==== Records provided ====

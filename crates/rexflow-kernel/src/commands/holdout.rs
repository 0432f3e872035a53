//! `rexflow sysholdout`

use anyhow::Context;
use clap::ArgMatches;
use rexflow_kernel::{plan_holdouts, BatchExecutor};
use std::path::PathBuf;

pub(crate) async fn execute(args: &ArgMatches) -> anyhow::Result<()> {
    let settings = super::load_settings(args)?;
    let options = super::pipeline_options(args);
    let config = args
        .get_one::<PathBuf>("config")
        .context("missing configuration argument")?;
    let held_out = super::strings(args, "sys");
    let histograms = super::histogram_source(args);
    let submit = args.get_flag("submit");

    let mut executor = BatchExecutor::new(&settings, &options.required_tools())?;
    if submit {
        executor = executor.with_submission()?;
    }
    let runs = plan_holdouts(
        config,
        held_out.as_deref(),
        &options.with_systematics(None),
        &settings,
        histograms.map(PathBuf::as_path),
    )?;

    for run in &runs {
        let dag = executor.render(&run.graph, run.workspace.root())?;
        let dag_file = executor.write(&dag)?;
        println!("{}", dag_file.display());
        if submit {
            executor.submit(&dag_file).await?;
        }
    }
    Ok(())
}
//! Typed configuration blocks
//!
//! A block is a header line `Kind: "title"` followed by indented
//! `Key: value` fields and comment lines. Blocks are parsed once into
//! [`Block`] and rendered back from that structured form.

use crate::error::ConfigError;
use serde::{Deserialize, Serialize};
use std::fmt;

/// Kind of a top-level block
#[derive(Debug, Clone, Copy, PartialEq, Eq, Hash, PartialOrd, Ord, Serialize, Deserialize)]
pub enum BlockKind {
    /// Document-wide settings, always the first block
    Job,
    /// Fit settings
    Fit,
    /// Analysis category
    Region,
    /// Sample definition
    Sample,
    /// Nuisance parameter
    Systematic,
    /// Free normalisation parameter
    NormFactor,
}

impl BlockKind {
    /// Every block kind, in canonical document order
    pub const ALL: [BlockKind; 6] = [
        BlockKind::Job,
        BlockKind::Fit,
        BlockKind::Region,
        BlockKind::Sample,
        BlockKind::NormFactor,
        BlockKind::Systematic,
    ];

    /// Keyword used in the header line
    #[inline]
    #[must_use]
    pub const fn keyword(self) -> &'static str {
        match self {
            BlockKind::Job => "Job",
            BlockKind::Fit => "Fit",
            BlockKind::Region => "Region",
            BlockKind::Sample => "Sample",
            BlockKind::Systematic => "Systematic",
            BlockKind::NormFactor => "NormFactor",
        }
    }

    /// Look up a kind from its header keyword
    #[must_use]
    pub fn from_keyword(keyword: &str) -> Option<Self> {
        Self::ALL.into_iter().find(|k| k.keyword() == keyword)
    }
}

impl fmt::Display for BlockKind {
    fn fmt(&self, f: &mut fmt::Formatter<'_>) -> fmt::Result {
        f.write_str(self.keyword())
    }
}

/// A `Key: value` line inside a block
#[derive(Debug, Clone, PartialEq, Eq, Serialize, Deserialize)]
pub struct Field {
    /// Field key
    pub key: String,
    /// Field value, without surrounding quotes
    pub value: String,
    /// Whether the value is rendered inside double quotes
    pub quoted: bool,
}

impl Field {
    /// Create an unquoted field
    #[must_use]
    pub fn new(key: impl Into<String>, value: impl Into<String>) -> Self {
        Self {
            key: key.into(),
            value: value.into(),
            quoted: false,
        }
    }

    /// Create a quoted field
    #[must_use]
    pub fn quoted(key: impl Into<String>, value: impl Into<String>) -> Self {
        Self {
            key: key.into(),
            value: value.into(),
            quoted: true,
        }
    }
}

/// One line of a block body
#[derive(Debug, Clone, PartialEq, Eq, Serialize, Deserialize)]
pub enum Entry {
    /// `  Key: value`
    Field(Field),
    /// Comment line, kept verbatim
    Comment(String),
}

/// A titled, kinded unit of the configuration document
#[derive(Debug, Clone, PartialEq, Eq, Serialize, Deserialize)]
pub struct Block {
    kind: BlockKind,
    title: String,
    /// Comment lines preceding the header inside the same chunk
    leading: Vec<String>,
    entries: Vec<Entry>,
}

const INDENT: &str = "  ";

pub(crate) fn is_comment(line: &str) -> bool {
    let trimmed = line.trim_start();
    trimmed.starts_with('%') || trimmed.starts_with('#') || trimmed.starts_with("//")
}

fn unquote(value: &str) -> (String, bool) {
    let v = value.trim();
    if v.len() >= 2 && v.starts_with('"') && v.ends_with('"') {
        (v[1..v.len() - 1].to_string(), true)
    } else {
        (v.to_string(), false)
    }
}

impl Block {
    /// Create an empty block
    #[must_use]
    pub fn new(kind: BlockKind, title: impl Into<String>) -> Self {
        Self {
            kind,
            title: title.into(),
            leading: Vec::new(),
            entries: Vec::new(),
        }
    }

    /// Builder-style field append
    #[must_use]
    pub fn with_field(mut self, field: Field) -> Self {
        self.entries.push(Entry::Field(field));
        self
    }

    /// Builder-style comment line in the body
    #[must_use]
    pub fn with_comment(mut self, line: impl Into<String>) -> Self {
        self.entries.push(Entry::Comment(line.into()));
        self
    }

    /// Builder-style comment line above the header
    #[must_use]
    pub fn with_leading_comment(mut self, line: impl Into<String>) -> Self {
        self.leading.push(line.into());
        self
    }

    /// Parse one block chunk (no blank lines inside)
    ///
    /// `index` is only used for error reporting.
    pub fn parse(chunk: &str, index: usize) -> Result<Self, ConfigError> {
        let mut leading = Vec::new();
        let mut lines = chunk.lines();

        let header = loop {
            match lines.next() {
                Some(line) if is_comment(line) => leading.push(line.to_string()),
                Some(line) => break line,
                None => return Err(ConfigError::malformed(index, "block has no header line")),
            }
        };

        if header.starts_with(char::is_whitespace) {
            return Err(ConfigError::malformed(
                index,
                format!("expected a block header, found indented line {header:?}"),
            ));
        }
        let (keyword, title) = header.split_once(':').ok_or_else(|| {
            ConfigError::malformed(index, format!("header {header:?} has no ':' separator"))
        })?;
        let kind = BlockKind::from_keyword(keyword.trim()).ok_or_else(|| {
            ConfigError::malformed(index, format!("unknown block kind {:?}", keyword.trim()))
        })?;
        let (title, _) = unquote(title);
        if title.is_empty() {
            return Err(ConfigError::malformed(index, format!("{kind} block has an empty title")));
        }

        let mut entries = Vec::new();
        for line in lines {
            if is_comment(line) {
                entries.push(Entry::Comment(line.to_string()));
                continue;
            }
            if !line.starts_with(char::is_whitespace) {
                return Err(ConfigError::malformed(
                    index,
                    format!("unindented line {line:?} inside {kind} \"{title}\""),
                ));
            }
            let (key, value) = line.split_once(':').ok_or_else(|| {
                ConfigError::malformed(index, format!("line {line:?} is not a 'Key: value' field"))
            })?;
            let key = key.trim();
            if key.is_empty() {
                return Err(ConfigError::malformed(index, format!("line {line:?} has no key")));
            }
            let (value, quoted) = unquote(value);
            entries.push(Entry::Field(Field {
                key: key.to_string(),
                value,
                quoted,
            }));
        }

        Ok(Self {
            kind,
            title,
            leading,
            entries,
        })
    }

    /// Block kind
    #[inline]
    #[must_use]
    pub fn kind(&self) -> BlockKind {
        self.kind
    }

    /// Block title, without quotes
    #[inline]
    #[must_use]
    pub fn title(&self) -> &str {
        &self.title
    }

    /// Replace the block title
    pub fn set_title(&mut self, title: impl Into<String>) {
        self.title = title.into();
    }

    /// All body entries in order
    #[inline]
    #[must_use]
    pub fn entries(&self) -> &[Entry] {
        &self.entries
    }

    /// Iterate over the fields of the block
    pub fn fields(&self) -> impl Iterator<Item = &Field> {
        self.entries.iter().filter_map(|e| match e {
            Entry::Field(f) => Some(f),
            Entry::Comment(_) => None,
        })
    }

    /// First value for `key` (keys compare case-insensitively)
    #[must_use]
    pub fn field(&self, key: &str) -> Option<&str> {
        self.fields()
            .find(|f| f.key.eq_ignore_ascii_case(key))
            .map(|f| f.value.as_str())
    }

    /// Comma-separated list value for `key`; empty when absent
    #[must_use]
    pub fn list_field(&self, key: &str) -> Vec<String> {
        self.field(key)
            .map(|v| {
                v.split(',')
                    .map(|s| unquote(s).0)
                    .filter(|s| !s.is_empty())
                    .collect()
            })
            .unwrap_or_default()
    }

    /// Set `key` to `value`
    ///
    /// An existing field keeps its position and quoting; a new field is
    /// appended unquoted.
    pub fn set_field(&mut self, key: &str, value: impl Into<String>) {
        let value = value.into();
        for entry in &mut self.entries {
            if let Entry::Field(f) = entry {
                if f.key.eq_ignore_ascii_case(key) {
                    f.value = value;
                    return;
                }
            }
        }
        self.entries.push(Entry::Field(Field::new(key, value)));
    }

    /// Append a field without checking for an existing key
    pub fn push_field(&mut self, field: Field) {
        self.entries.push(Entry::Field(field));
    }

    /// Remove every field named `key`, returning whether one was removed
    pub fn remove_field(&mut self, key: &str) -> bool {
        let before = self.entries.len();
        self.entries
            .retain(|e| !matches!(e, Entry::Field(f) if f.key.eq_ignore_ascii_case(key)));
        before != self.entries.len()
    }

    /// Whether the rendered block text contains `needle`
    #[must_use]
    pub fn mentions(&self, needle: &str) -> bool {
        self.to_string().contains(needle)
    }

    pub(crate) fn render_into(&self, out: &mut String) {
        for line in &self.leading {
            out.push_str(line);
            out.push('\n');
        }
        out.push_str(self.kind.keyword());
        out.push_str(": \"");
        out.push_str(&self.title);
        out.push('"');
        for entry in &self.entries {
            out.push('\n');
            match entry {
                Entry::Field(f) if f.quoted => {
                    out.push_str(&format!("{INDENT}{}: \"{}\"", f.key, f.value));
                }
                Entry::Field(f) => out.push_str(&format!("{INDENT}{}: {}", f.key, f.value)),
                Entry::Comment(c) => out.push_str(c),
            }
        }
    }
}

impl fmt::Display for Block {
    fn fmt(&self, f: &mut fmt::Formatter<'_>) -> fmt::Result {
        let mut out = String::new();
        self.render_into(&mut out);
        f.write_str(&out)
    }
}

====

# Assignment:
Search the records for the string "lines" and report each line that has it.

# Task answer:
//! `Key: value` fields and comment lines. Blocks are parsed once into
    /// Comment lines preceding the header inside the same chunk
    /// Parse one block chunk (no blank lines inside)
        let mut lines = chunk.lines();
            match lines.next() {
        for line in lines {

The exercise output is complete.